* [GOAL OF THE EXERCISE] The listing below must be given again in full, exactly.
━━━━
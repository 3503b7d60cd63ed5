//! `tracing-subscriber` setup: environment filter plus a pretty or JSON
//! formatting layer.

use tracing_subscriber::{layer::SubscriberExt, util::SubscriberInitExt, EnvFilter};

use crate::{TelemetryConfig, TelemetryError};

/// Build the filter: `RUST_LOG`-style directives win over the configured level.
pub fn env_filter(config: &TelemetryConfig) -> Result<EnvFilter, TelemetryError> {
    EnvFilter::try_from_default_env()
        .or_else(|_| EnvFilter::try_new(&config.log_level))
        .map_err(|e| TelemetryError::TracerInit(e.to_string()))
}

/// Install the global subscriber. Fails if one is already installed.
pub fn init_tracing(config: &TelemetryConfig) -> Result<(), TelemetryError> {
    let env_filter = env_filter(config)?;

    if !config.console_output {
        tracing_subscriber::registry()
            .with(env_filter)
            .try_init()
            .map_err(|e| TelemetryError::TracerInit(e.to_string()))?;
        return Ok(());
    }

    if config.json_logs {
        // JSON output for containers/production
        let json_layer = tracing_subscriber::fmt::layer()
            .json()
            .with_target(true)
            .with_thread_ids(true)
            .with_file(true)
            .with_line_number(true);

        tracing_subscriber::registry()
            .with(env_filter)
            .with(json_layer)
            .try_init()
            .map_err(|e| TelemetryError::TracerInit(e.to_string()))?;
    } else {
        // Pretty output for development
        let fmt_layer = tracing_subscriber::fmt::layer()
            .with_target(true)
            .with_thread_ids(false)
            .with_file(false)
            .with_line_number(false)
            .with_ansi(true);

        tracing_subscriber::registry()
            .with(env_filter)
            .with(fmt_layer)
            .try_init()
            .map_err(|e| TelemetryError::TracerInit(e.to_string()))?;
    }

    tracing::info!(
        service = %config.service_name,
        json_logs = config.json_logs,
        "Logging initialized"
    );

    Ok(())
}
━━━━
* [RESULT]
repository 3503b7d60cd63ed5
//! `tracing-subscriber` setup: environment filter plus a pretty or JSON
//! formatting layer.

use tracing_subscriber::{layer::SubscriberExt, util::SubscriberInitExt, EnvFilter};

use crate::{TelemetryConfig, TelemetryError};

/// Build the filter: `RUST_LOG`-style directives win over the configured level.
pub fn env_filter(config: &TelemetryConfig) -> Result<EnvFilter, TelemetryError> {
    EnvFilter::try_from_default_env()
        .or_else(|_| EnvFilter::try_new(&config.log_level))
        .map_err(|e| TelemetryError::TracerInit(e.to_string()))
}

/// Install the global subscriber. Fails if one is already installed.
pub fn init_tracing(config: &TelemetryConfig) -> Result<(), TelemetryError> {
    let env_filter = env_filter(config)?;

    if !config.console_output {
        tracing_subscriber::registry()
            .with(env_filter)
            .try_init()
            .map_err(|e| TelemetryError::TracerInit(e.to_string()))?;
        return Ok(());
    }

    if config.json_logs {
        // JSON output for containers/production
        let json_layer = tracing_subscriber::fmt::layer()
            .json()
            .with_target(true)
            .with_thread_ids(true)
            .with_file(true)
            .with_line_number(true);

        tracing_subscriber::registry()
            .with(env_filter)
            .with(json_layer)
            .try_init()
            .map_err(|e| TelemetryError::TracerInit(e.to_string()))?;
    } else {
        // Pretty output for development
        let fmt_layer = tracing_subscriber::fmt::layer()
            .with_target(true)
            .with_thread_ids(false)
            .with_file(false)
            .with_line_number(false)
            .with_ansi(true);

        tracing_subscriber::registry()
            .with(env_filter)
            .with(fmt_layer)
            .try_init()
            .map_err(|e| TelemetryError::TracerInit(e.to_string()))?;
    }

    tracing::info!(
        service = %config.service_name,
        json_logs = config.json_logs,
        "Logging initialized"
    );

    Ok(())
}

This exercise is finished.